The Rhetoric of Violence

[This is something I wrote in back in August of 2010, but for some reason never published. The recent events in Tucson make me regret not publishing it sooner.]

Republican leaders have gone through the motions of renouncing the threats of violence that have been reported against Democratic leaders during and following the enactment of health care reform, and those Republication leaders seem to consider themselves entirely free of any responsibility for those threats. But those threats are entirely consistent with the rhetoric of the right, including the rhetoric of Republican leaders, and the rhetoric helped to justify violence in the minds of the far right.
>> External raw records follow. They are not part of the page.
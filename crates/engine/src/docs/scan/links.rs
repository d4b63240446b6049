// SPDX-License-Identifier: BUSL-1.1
// Copyright (c) 2026 Alfred Jean LLC

//! Internal-link verification: markdown link targets and anchors.

use super::{context_around, relative_path, Confidence, DocIssue, IssueType};
use regex::{Regex, RegexBuilder};
use sf_core::Complexity;
use std::path::{Path, PathBuf};
use std::sync::LazyLock;

/// `[text](target)` markdown links.
#[allow(clippy::expect_used)]
static LINK_RE: LazyLock<Regex> = LazyLock::new(|| {
    Regex::new(r"\[([^\]]*)\]\(([^)\s]+)\)").expect("constant regex pattern is valid")
});

pub(crate) fn scan(workspace_root: &Path, files: &[PathBuf]) -> Vec<DocIssue> {
    let mut issues = Vec::new();
    for file in files {
        let Ok(content) = std::fs::read_to_string(file) else { continue };
        let lines: Vec<&str> = content.lines().collect();
        for (index, line) in lines.iter().enumerate() {
            for cap in LINK_RE.captures_iter(line) {
                let target = &cap[2];
                if let Some(issue) =
                    check_link(workspace_root, file, &content, &lines, index, target)
                {
                    issues.push(issue);
                }
            }
        }
    }
    issues
}

fn check_link(
    workspace_root: &Path,
    file: &Path,
    content: &str,
    lines: &[&str],
    index: usize,
    target: &str,
) -> Option<DocIssue> {
    if target.starts_with("http://") || target.starts_with("https://") {
        return None;
    }

    let issue = |description: String| DocIssue {
        issue_type: IssueType::InternalLink,
        file: relative_path(workspace_root, file),
        line: index + 1,
        description,
        current_value: target.to_string(),
        suggested_fix: None,
        confidence: Confidence::High,
        complexity: Complexity::Low,
        context: context_around(lines, index),
    };

    // Pure in-file anchor.
    if let Some(anchor) = target.strip_prefix('#') {
        if !anchor_exists(content, anchor) {
            return Some(issue(format!("Anchor #{anchor} not found in this file")));
        }
        return None;
    }

    let (path_part, anchor) = match target.split_once('#') {
        Some((path, anchor)) => (path, Some(anchor)),
        None => (target, None),
    };

    let base = file.parent().unwrap_or(workspace_root);
    let resolved = base.join(path_part);
    if !resolved.exists() {
        return Some(issue(format!("Link target does not exist: {path_part}")));
    }

    if let Some(anchor) = anchor {
        let target_content = std::fs::read_to_string(&resolved).unwrap_or_default();
        if !anchor_exists(&target_content, anchor) {
            return Some(issue(format!("Anchor #{anchor} not found in {path_part}")));
        }
    }

    None
}

/// Does a markdown heading matching `anchor` exist in `content`?
///
/// The anchor's `-` matches either `-` or whitespace; everything else is
/// matched literally, case-insensitively, at the start of a heading line.
pub(crate) fn anchor_exists(content: &str, anchor: &str) -> bool {
    let mut pattern = String::from(r"^#+\s+");
    for ch in anchor.chars() {
        if ch == '-' {
            pattern.push_str(r"[-\s]");
        } else {
            let mut buf = [0u8; 4];
            pattern.push_str(&regex::escape(ch.encode_utf8(&mut buf)));
        }
    }
    RegexBuilder::new(&pattern)
        .case_insensitive(true)
        .multi_line(true)
        .build()
        .map(|re| re.is_match(content))
        .unwrap_or(false)
}

#[cfg(test)]
#[path = "links_tests.rs"]
mod tests;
Both international law and domestic law recognize times when violence can be justified. The most-well known example in domestic law is the law of self-defense, which allows you to touch, injure, or even kill another person in order to defend yourself against an attack. More broadly, there is a "justification" defense, which allows the use of violence to defend others and not just yourself.

And international law recognizes that a nation may legitimately use force to defend itself against invasions or other foreign threats.
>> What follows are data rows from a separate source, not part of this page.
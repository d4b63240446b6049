// SPDX-License-Identifier: BUSL-1.1
// Copyright (c) 2026 Alfred Jean LLC

use super::*;

#[test]
fn system_clock_returns_increasing_time() {
    let clock = SystemClock;
    let t1 = clock.now();
    std::thread::sleep(Duration::from_millis(1));
    let t2 = clock.now();
    assert!(t2 > t1);
}

#[test]
fn fake_clock_can_be_advanced() {
    let clock = FakeClock::new();
    let t1 = clock.now();
    let ms1 = clock.epoch_ms();
    clock.advance(Duration::from_secs(60));
    assert!(clock.now().duration_since(t1) >= Duration::from_secs(60));
    assert_eq!(clock.epoch_ms(), ms1 + 60_000);
}

#[test]
fn fake_clock_is_cloneable_and_shared() {
    let clock1 = FakeClock::new();
    let clock2 = clock1.clone();
    clock2.advance(Duration::from_secs(30));
    assert!(clock1.now().duration_since(clock2.now()) == Duration::ZERO);
}

#[test]
fn now_utc_tracks_epoch_ms() {
    let clock = FakeClock::new();
    clock.set_epoch_ms(1_741_091_657_000); // 2025-03-04T12:34:17Z
    let utc = clock.now_utc();
    assert_eq!(utc.to_rfc3339(), "2025-03-04T12:34:17+00:00");
}

#[test]
fn system_clock_epoch_is_recent() {
    let clock = SystemClock;
    // Sometime after 2024.
    assert!(clock.epoch_ms() > 1_704_067_200_000);
}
But in each case, the level of violence that can be exerted must be appropriate to the level of violence of the aggressor. You can't respond to verbal threats with physical force, and you can't respond to physical force with deadly violence. In other words, you can't shoot someone who slaps you or shoves you. Similarly, the use of force by nations must be "proportional" to the threat. A country can't bomb a city in response to a border obstruction.

If the health care reform enacted by the Democrats were nothing more than bad policy, bad philosophy, or bad judgment, threats of violence could obviously not be justified, even by the most fervent opponents. But that's not the way the issues were framed by Republicans and conservatives. The health care bill was described as "oppressive" and would deprive Americans of "freedoms." Earlier, there was talk of "death panels." And the procedures used to enact health care reform were attacked as undemocratic and illegitimate. The Republicans described health care reform not merely as bad policy, but as the product of an oppressive, illegitimate government that threatens our life, liberty, and property. They described health care reforms in terms that, if taken literally, would justify armed revolution.

The extremist rhetoric of Republican leaders might not have incited threats of violence by the right, but the rhetoric justified threats of violence. And their defense is that they should not have been taken seriously?